Partis des Sables d'Olonne il y a deux mois pour un tour du monde en solitaire, vingt-sept skippers sont toujours en course mercredi et la moitié d'entre eux a franchi le fameux cap Horn pour se lancer dans la remontée de l'Atlantique, Yannick Bestaven en tête.

Bestaven (Maître Coq IV), qui a pris les commandes du Vendée Globe le 16 décembre pour pratiquement ne plus jamais les quitter à l'exception du jour de Noël, a porté son avance à mi-journée sur son dauphin Charlie Dalin (Apivia) à 245 milles nautiques (453 km), alors qu'il a choisi une route nord pour contourner un anticyclone.
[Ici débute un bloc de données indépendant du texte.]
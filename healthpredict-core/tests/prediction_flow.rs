//! End-to-end submission scenarios against stub classifiers.

use pretty_assertions::assert_eq;
use std::collections::BTreeMap;
use std::sync::atomic::{AtomicUsize, Ordering};

use healthpredict_core::{
    Classifier, DatasetKind, FieldKind, FieldValue, InputRecord, PredictionError,
    SubmissionOutcome, SubmissionState, Submission, Tone, submit,
};

/// Returns a fixed answer and counts how often it was asked.
struct CountingClassifier {
    label: i64,
    distribution: Vec<f64>,
    classify_calls: AtomicUsize,
    score_calls: AtomicUsize,
}

impl CountingClassifier {
    fn new(label: i64, distribution: Vec<f64>) -> Self {
        Self {
            label,
            distribution,
            classify_calls: AtomicUsize::new(0),
            score_calls: AtomicUsize::new(0),
        }
    }

    fn calls(&self) -> (usize, usize) {
        (
            self.classify_calls.load(Ordering::SeqCst),
            self.score_calls.load(Ordering::SeqCst),
        )
    }
}

impl Classifier for CountingClassifier {
    fn name(&self) -> &str {
        "counting"
    }

    fn classify(&self, _record: &InputRecord) -> Result<i64, PredictionError> {
        self.classify_calls.fetch_add(1, Ordering::SeqCst);
        Ok(self.label)
    }

    fn score_distribution(&self, _record: &InputRecord) -> Result<Vec<f64>, PredictionError> {
        self.score_calls.fetch_add(1, Ordering::SeqCst);
        Ok(self.distribution.clone())
    }
}

struct Broken;

impl Classifier for Broken {
    fn name(&self) -> &str {
        "broken"
    }

    fn classify(&self, _record: &InputRecord) -> Result<i64, PredictionError> {
        Ok(0)
    }

    fn score_distribution(&self, _record: &InputRecord) -> Result<Vec<f64>, PredictionError> {
        Err(PredictionError::invocation("predict_proba is not available"))
    }
}

fn defaults(dataset: DatasetKind) -> BTreeMap<String, FieldValue> {
    dataset
        .schema()
        .fields
        .iter()
        .map(|f| (f.name.to_string(), f.default_value()))
        .collect()
}

fn diabetes_values() -> BTreeMap<String, FieldValue> {
    let mut values = BTreeMap::new();
    values.insert("Pregnancies".to_string(), FieldValue::Integer(2));
    values.insert("Glucose".to_string(), FieldValue::Float(150.0));
    values.insert("BloodPressure".to_string(), FieldValue::Float(80.0));
    values.insert("SkinThickness".to_string(), FieldValue::Float(30.0));
    values.insert("Insulin".to_string(), FieldValue::Float(100.0));
    values.insert("BMI".to_string(), FieldValue::Float(28.5));
    values.insert("DiabetesPedigreeFunction".to_string(), FieldValue::Float(0.6));
    values.insert("Age".to_string(), FieldValue::Integer(45));
    values
}

#[test]
fn test_diabetes_positive_result() {
    let classifier = CountingClassifier::new(1, vec![0.2, 0.8]);
    let outcome = submit(DatasetKind::Diabetes, &diabetes_values(), &classifier);

    let SubmissionOutcome::Succeeded(result) = &outcome else {
        panic!("expected success, got {outcome:?}");
    };
    assert_eq!(result.label(), 1);
    assert_eq!(result.outcome().message, "Diabetes Risk Detected");
    assert_eq!(result.outcome().tone, Tone::Warning);
    assert_eq!(result.confidence_display(), "80.00%");
    assert_eq!(classifier.calls(), (1, 1));
}

#[test]
fn test_diabetes_zero_bmi_is_rejected_without_scoring() {
    let classifier = CountingClassifier::new(1, vec![0.2, 0.8]);
    let mut values = diabetes_values();
    values.insert("BMI".to_string(), FieldValue::Float(0.0));

    let outcome = submit(DatasetKind::Diabetes, &values, &classifier);
    assert_eq!(
        outcome,
        SubmissionOutcome::Rejected {
            message: "Please enter valid values (Glucose and BMI cannot be 0).".to_string()
        }
    );
    assert_eq!(classifier.calls(), (0, 0));
}

#[test]
fn test_kidney_zero_glucose_is_rejected_without_scoring() {
    let classifier = CountingClassifier::new(0, vec![0.9, 0.1]);
    let mut values = defaults(DatasetKind::KidneyDisease);
    values.insert("Blood_Glucose_Random".to_string(), FieldValue::Float(0.0));

    let mut submission = Submission::new(DatasetKind::KidneyDisease);
    let outcome = submission.run(&values, &classifier);
    assert_eq!(
        outcome,
        SubmissionOutcome::Rejected {
            message: "Please enter valid values (Blood Glucose and Serum Creatinine cannot be 0)."
                .to_string()
        }
    );
    assert_eq!(submission.state(), SubmissionState::Rejected);
    assert_eq!(classifier.calls(), (0, 0));
}

#[test]
fn test_kidney_zero_creatinine_is_rejected_without_scoring() {
    let classifier = CountingClassifier::new(0, vec![0.9, 0.1]);
    let mut values = defaults(DatasetKind::KidneyDisease);
    values.insert("Blood_Glucose_Random".to_string(), FieldValue::Float(100.0));
    values.insert("Serum_Creatinine".to_string(), FieldValue::Float(0.0));

    let outcome = submit(DatasetKind::KidneyDisease, &values, &classifier);
    assert_eq!(
        outcome,
        SubmissionOutcome::Rejected {
            message: "Please enter valid values (Blood Glucose and Serum Creatinine cannot be 0)."
                .to_string()
        }
    );
    assert_eq!(classifier.calls(), (0, 0));
}

#[test]
fn test_kidney_nonzero_glucose_and_creatinine_are_scored() {
    let classifier = CountingClassifier::new(1, vec![0.3, 0.7]);
    let mut values = defaults(DatasetKind::KidneyDisease);
    values.insert("Blood_Glucose_Random".to_string(), FieldValue::Float(100.0));
    values.insert("Serum_Creatinine".to_string(), FieldValue::Float(1.0));

    let outcome = submit(DatasetKind::KidneyDisease, &values, &classifier);
    assert_eq!(outcome.state(), SubmissionState::Succeeded);
    assert_eq!(classifier.calls(), (1, 1));
}

#[test]
fn test_kidney_negative_result() {
    let classifier = CountingClassifier::new(0, vec![0.9, 0.1]);
    let outcome = submit(
        DatasetKind::KidneyDisease,
        &defaults(DatasetKind::KidneyDisease),
        &classifier,
    );
    let SubmissionOutcome::Succeeded(result) = &outcome else {
        panic!("expected success, got {outcome:?}");
    };
    assert_eq!(result.outcome().message, "No Kidney Disease Risk");
    assert_eq!(result.outcome().tone, Tone::Success);
    assert_eq!(result.confidence_display(), "90.00%");
}

#[test]
fn test_hospital_lowest_values_are_accepted() {
    let classifier = CountingClassifier::new(0, vec![0.6, 0.4]);
    let mut values = defaults(DatasetKind::HospitalReadmission);
    for spec in DatasetKind::HospitalReadmission.schema().fields {
        if let FieldKind::Integer { min, .. } = spec.kind {
            values.insert(spec.name.to_string(), FieldValue::Integer(min));
        }
    }

    let outcome = submit(DatasetKind::HospitalReadmission, &values, &classifier);
    let SubmissionOutcome::Succeeded(result) = &outcome else {
        panic!("expected success, got {outcome:?}");
    };
    assert_eq!(result.outcome().message, "Hospital Readmission Unlikely");
    assert_eq!(result.confidence_display(), "60.00%");
    assert_eq!(classifier.calls(), (1, 1));
}

#[test]
fn test_hospital_all_zero_numbers_are_accepted() {
    let classifier = CountingClassifier::new(1, vec![0.45, 0.55]);
    let mut values = defaults(DatasetKind::HospitalReadmission);
    for spec in DatasetKind::HospitalReadmission.schema().fields {
        match spec.kind {
            FieldKind::Integer { .. } => {
                values.insert(spec.name.to_string(), FieldValue::Integer(0));
            }
            FieldKind::Continuous { .. } => {
                values.insert(spec.name.to_string(), FieldValue::Float(0.0));
            }
            _ => {}
        }
    }

    let outcome = submit(DatasetKind::HospitalReadmission, &values, &classifier);
    let SubmissionOutcome::Succeeded(result) = &outcome else {
        panic!("expected success, got {outcome:?}");
    };
    assert_eq!(result.outcome().message, "Hospital Readmission Likely");
    assert_eq!(result.confidence_display(), "55.00%");
    assert_eq!(classifier.calls(), (1, 1));
}

#[test]
fn test_missing_field_is_rejected() {
    let classifier = CountingClassifier::new(1, vec![0.2, 0.8]);
    let mut values = diabetes_values();
    values.remove("Insulin");

    let outcome = submit(DatasetKind::Diabetes, &values, &classifier);
    assert_eq!(outcome.state(), SubmissionState::Rejected);
    assert_eq!(classifier.calls(), (0, 0));
}

#[test]
fn test_artifact_failure_surfaces_message() {
    let outcome = submit(DatasetKind::Diabetes, &diabetes_values(), &Broken);
    assert_eq!(
        outcome,
        SubmissionOutcome::Failed {
            message: "Prediction failed: predict_proba is not available".to_string()
        }
    );
}

#[test]
fn test_out_of_range_label_fails() {
    let classifier = CountingClassifier::new(2, vec![0.1, 0.2, 0.7]);
    let outcome = submit(DatasetKind::Diabetes, &diabetes_values(), &classifier);
    assert_eq!(outcome.state(), SubmissionState::Failed);
}

#[test]
fn test_each_submission_starts_from_idle() {
    let classifier = CountingClassifier::new(1, vec![0.3, 0.7]);
    for _ in 0..3 {
        let mut submission = Submission::new(DatasetKind::Diabetes);
        assert_eq!(submission.state(), SubmissionState::Idle);
        submission.run(&diabetes_values(), &classifier);
        assert_eq!(submission.state(), SubmissionState::Succeeded);
    }
    assert_eq!(classifier.calls(), (3, 3));
}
Derrière le tandem de tête, Damien Seguin (Groupe Apicil), premier sportif paralympique à faire la course autour du monde en solitaire, a lui aussi choisi de passer par le nord. Mercredi au petit matin, il est passé devant Thomas Ruyant (LinkedOut) pour se classer troisième.
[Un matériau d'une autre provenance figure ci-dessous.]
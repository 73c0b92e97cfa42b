//! Error types for healthpredict.
//!
//! A submission can fail in three ways, each with its own enum:
//! [`ConfigurationError`] when a model artifact cannot be acquired,
//! [`ValidationError`] when the submitted values are rejected before scoring,
//! and [`PredictionError`] when the artifact fails while scoring.

use crate::schema::DatasetKind;
use std::path::PathBuf;

/// Top-level error type for the healthpredict core library.
#[derive(Debug, thiserror::Error)]
pub enum HealthError {
    #[error("Configuration error: {0}")]
    Configuration(#[from] ConfigurationError),

    #[error("Validation error: {0}")]
    Validation(#[from] ValidationError),

    #[error("Prediction error: {0}")]
    Prediction(#[from] PredictionError),

    #[error("IO error: {0}")]
    Io(#[from] std::io::Error),

    #[error("Serialization error: {0}")]
    Serialization(#[from] serde_json::Error),
}

/// Errors acquiring the model artifact for a dataset.
///
/// Fatal for the current selection: the page stops rendering the form until
/// the environment is fixed and the page reloaded.
#[derive(Debug, Clone, PartialEq, thiserror::Error)]
pub enum ConfigurationError {
    #[error("Model file '{}' not found for {dataset}! Place it in the models directory.", .path.display())]
    ArtifactMissing { dataset: DatasetKind, path: PathBuf },

    #[error("Failed to load model '{}': {message}", .path.display())]
    ArtifactUnreadable { path: PathBuf, message: String },

    #[error("Unsupported model format: '{}'", .path.display())]
    UnsupportedFormat { path: PathBuf },

    #[error("Invalid configuration: {message}")]
    Invalid { message: String },
}

/// Errors raised while checking a submission before it reaches a model.
#[derive(Debug, Clone, PartialEq, thiserror::Error)]
pub enum ValidationError {
    #[error("Unknown dataset: '{value}'")]
    UnknownDataset { value: String },

    #[error("Missing field '{name}' for {dataset}")]
    MissingField { dataset: DatasetKind, name: String },

    #[error("Unexpected field '{name}' for {dataset}")]
    UnexpectedField { dataset: DatasetKind, name: String },

    #[error("Field '{name}' expects {expected}, got '{value}'")]
    WrongType {
        name: String,
        expected: &'static str,
        value: String,
    },

    #[error("Field '{name}' does not accept '{value}' (allowed: {allowed})")]
    UnknownChoice {
        name: String,
        value: String,
        allowed: String,
    },

    /// A dataset rule refused the values.
    #[error("{message}")]
    Rejected { message: &'static str },
}

/// Errors raised by, or about, a model artifact invocation.
#[derive(Debug, Clone, PartialEq, thiserror::Error)]
pub enum PredictionError {
    #[error("{message}")]
    Invocation { message: String },

    #[error("Model expects column '{column}' but the record does not provide it")]
    MissingColumn { column: String },

    #[error("Record column '{column}' is not known to the model")]
    UnexpectedColumn { column: String },

    #[error("Column '{column}' has the wrong type: expected {expected}")]
    ColumnType {
        column: String,
        expected: &'static str,
    },

    #[error("Column '{column}' has unknown category '{value}'")]
    UnknownCategory { column: String, value: String },

    #[error("Model returned label {label}, expected 0 or 1")]
    InvalidLabel { label: i64 },

    #[error("Model returned an unusable probability distribution: {message}")]
    InvalidDistribution { message: String },
}

impl PredictionError {
    pub fn invocation(msg: impl Into<String>) -> Self {
        Self::Invocation {
            message: msg.into(),
        }
    }

    pub fn distribution(msg: impl Into<String>) -> Self {
        Self::InvalidDistribution {
            message: msg.into(),
        }
    }
}

impl ConfigurationError {
    pub fn unreadable(path: impl Into<PathBuf>, msg: impl Into<String>) -> Self {
        Self::ArtifactUnreadable {
            path: path.into(),
            message: msg.into(),
        }
    }
}
//! Configuration system for healthpredict.
//!
//! Uses `figment` for layered configuration: defaults -> config file -> environment -> CLI args.
//! Configuration is loaded from `~/.config/healthpredict/config.toml` and/or
//! `.healthpredict/config.toml` in the workspace directory.

use crate::schema::DatasetKind;
use figment::{
    Figment,
    providers::{Env, Format, Serialized, Toml},
};
use serde::{Deserialize, Serialize};
use std::path::{Path, PathBuf};

/// Top-level configuration.
#[derive(Debug, Clone, Default, Serialize, Deserialize)]
pub struct AppConfig {
    #[serde(default)]
    pub server: ServerConfig,
    #[serde(default)]
    pub models: ModelsConfig,
    #[serde(default)]
    pub python: PythonConfig,
}

/// HTTP form server configuration.
#[derive(Debug, Clone, Serialize, Deserialize)]
pub struct ServerConfig {
    /// Host to bind to.
    #[serde(default = "default_host")]
    pub host: String,
    /// Port to listen on.
    #[serde(default = "default_port")]
    pub port: u16,
}

impl Default for ServerConfig {
    fn default() -> Self {
        Self {
            host: default_host(),
            port: default_port(),
        }
    }
}

fn default_host() -> String {
    "127.0.0.1".to_string()
}

fn default_port() -> u16 {
    8501
}

/// Where the trained artifacts live.
#[derive(Debug, Clone, Serialize, Deserialize)]
pub struct ModelsConfig {
    /// Directory holding the artifact files. Relative paths resolve against
    /// the workspace (see [`ModelsConfig::resolve_dir`]).
    #[serde(default = "default_models_dir")]
    pub dir: PathBuf,
    #[serde(default = "default_diabetes_model")]
    pub diabetes: String,
    #[serde(default = "default_hospital_model")]
    pub hospital_readmission: String,
    #[serde(default = "default_kidney_model")]
    pub kidney_disease: String,
}

impl Default for ModelsConfig {
    fn default() -> Self {
        Self {
            dir: default_models_dir(),
            diabetes: default_diabetes_model(),
            hospital_readmission: default_hospital_model(),
            kidney_disease: default_kidney_model(),
        }
    }
}

impl ModelsConfig {
    /// Artifact file name configured for `dataset`.
    pub fn file_name(&self, dataset: DatasetKind) -> &str {
        match dataset {
            DatasetKind::Diabetes => &self.diabetes,
            DatasetKind::HospitalReadmission => &self.hospital_readmission,
            DatasetKind::KidneyDisease => &self.kidney_disease,
        }
    }

    pub fn artifact_path(&self, dataset: DatasetKind) -> PathBuf {
        self.dir.join(self.file_name(dataset))
    }

    /// Anchor a relative `dir` at `workspace`.
    pub fn resolve_dir(&mut self, workspace: &Path) {
        if self.dir.is_relative() {
            self.dir = workspace.join(&self.dir);
        }
    }
}

fn default_models_dir() -> PathBuf {
    PathBuf::from(".")
}

fn default_diabetes_model() -> String {
    "diabetes-model.pkl".to_string()
}

fn default_hospital_model() -> String {
    "hospital-model.pkl".to_string()
}

fn default_kidney_model() -> String {
    "kidney-model.pkl".to_string()
}

/// Python interpreter used by the pickle bridge.
#[derive(Debug, Clone, Serialize, Deserialize)]
pub struct PythonConfig {
    /// Python executable.
    #[serde(default = "default_python_path")]
    pub python_path: PathBuf,
    /// Virtual environment; its interpreter wins over `python_path`.
    #[serde(default)]
    pub venv_path: Option<PathBuf>,
    /// Upper bound for one bridge invocation, in seconds.
    #[serde(default = "default_python_timeout")]
    pub timeout_secs: u64,
}

impl Default for PythonConfig {
    fn default() -> Self {
        Self {
            python_path: default_python_path(),
            venv_path: None,
            timeout_secs: default_python_timeout(),
        }
    }
}

fn default_python_path() -> PathBuf {
    PathBuf::from("python3")
}

fn default_python_timeout() -> u64 {
    60
}

/// Values given on the command line. `None` leaves the lower layers alone.
#[derive(Debug, Clone, Default)]
pub struct ConfigOverrides {
    pub host: Option<String>,
    pub port: Option<u16>,
    pub models_dir: Option<PathBuf>,
}

fn user_config_path() -> Option<PathBuf> {
    directories::ProjectDirs::from("dev", "healthpredict", "healthpredict")
        .map(|dirs| dirs.config_dir().join("config.toml"))
}

fn workspace_config_path(workspace: &Path) -> PathBuf {
    workspace.join(".healthpredict").join("config.toml")
}

/// Load configuration from layered sources.
///
/// Priority (highest to lowest):
/// 1. Explicit overrides (CLI flags)
/// 2. Environment variables (prefixed with `HEALTHPREDICT_`)
/// 3. Workspace-local config (`.healthpredict/config.toml`)
/// 4. User config (`~/.config/healthpredict/config.toml`)
/// 5. Built-in defaults
pub fn load_config(
    workspace: Option<&Path>,
    overrides: &ConfigOverrides,
) -> Result<AppConfig, Box<figment::Error>> {
    let mut figment = Figment::from(Serialized::defaults(AppConfig::default()));

    if let Some(user_config) = user_config_path() {
        if user_config.exists() {
            figment = figment.merge(Toml::file(&user_config));
        }
    }

    if let Some(ws) = workspace {
        let ws_config = workspace_config_path(ws);
        if ws_config.exists() {
            figment = figment.merge(Toml::file(&ws_config));
        }
    }

    // HEALTHPREDICT_SERVER__PORT, HEALTHPREDICT_MODELS__DIR, etc.
    figment = figment.merge(Env::prefixed("HEALTHPREDICT_").split("__"));

    if let Some(host) = &overrides.host {
        figment = figment.merge(Serialized::default("server.host", host));
    }
    if let Some(port) = overrides.port {
        figment = figment.merge(Serialized::default("server.port", port));
    }
    if let Some(dir) = &overrides.models_dir {
        figment = figment.merge(Serialized::default("models.dir", dir));
    }

    figment.extract().map_err(Box::new)
}

/// Check whether any configuration file exists (user-level or workspace-level).
pub fn config_exists(workspace: Option<&Path>) -> bool {
    if user_config_path().is_some_and(|p| p.exists()) {
        return true;
    }
    workspace.is_some_and(|ws| workspace_config_path(ws).exists())
}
"La situation est très complexe", a commenté le référent météo du Vendée Globe, Christian Dumard. "Il y a l'anticyclone et après une dépression qui s'est formée au nord. Il va y avoir encore quelques jours avec des situations complexes. La course est loin d'être finie".

Les skippers du groupe de tête abordent le dernier tronçon de la course, qui a débuté après le passage du cap Horn, derniers des trois caps symboliques de la course, qui clôture les mers du sud.

Mercredi, Armel Tripon (L'Occitane en Provence) a été le treizième concurrent à le franchir.

- 'Dingue ! Magnifique !" -

"C’était extraordinaire. Il faisait nuit, j’étais dans le bateau, je me faisais un café et quand le jour a commencé à se lever le cap Horn a surgi devant moi avec le phare, le caillou… C’était incroyable, c’était dingue, magnifique, plein d’émotions !", a raconté le marin lors d'une vacation avec le PC course.

"Ça remue beaucoup de choses, c’était vraiment un beau moment. Il n’y avait pas beaucoup de vent alors j’ai pu en profiter. C’était une joie énorme, je n’arrêtais pas de rire, c’est un rêve que j’ai depuis 25 ans avec deux potes. Il y en a un qui est parti malheureusement. Et l’autre pote, on y retournera peut-être ensemble !", a-t-il poursuivi.

Auparavant, Benjamin Dutreux (OMIA - Water Family), qui participe également pour la première fois au Vendée Globe, était tout aussi émerveillé en passant le cap en cinquième position, mais après coup.

"C’était un moment assez ouf ! J’étais assez stressé, je n’ai pas savouré tout de suite car les conditions étaient dures, il fallait être bien concentré. C’est ouf d’avoir traversé trois océans et la cerise sur le gâteau, c’est la position à laquelle je passe ce cap", a-t-il dit.

Jeune bizuth aussi, Maxime Sorel (V And B Mayenne) n'a pas vraiment eu le temps d'apprécier.

"J'ai fait une petite galipette juste avant de passer le cap Horn, mon pilote a décroché, le bateau s'est couché du mauvais côté, là où il y a cinq tonnes de matos. Il y avait une houle de 5 à 7 mètres, les vagues s'écrasaient sur le bateau, c'était assez difficile de le redresser", a expliqué Sorel, passé en huitième position.

Mercredi à la mi-journée, il restait encore quatorze navigateurs dans le Pacifique.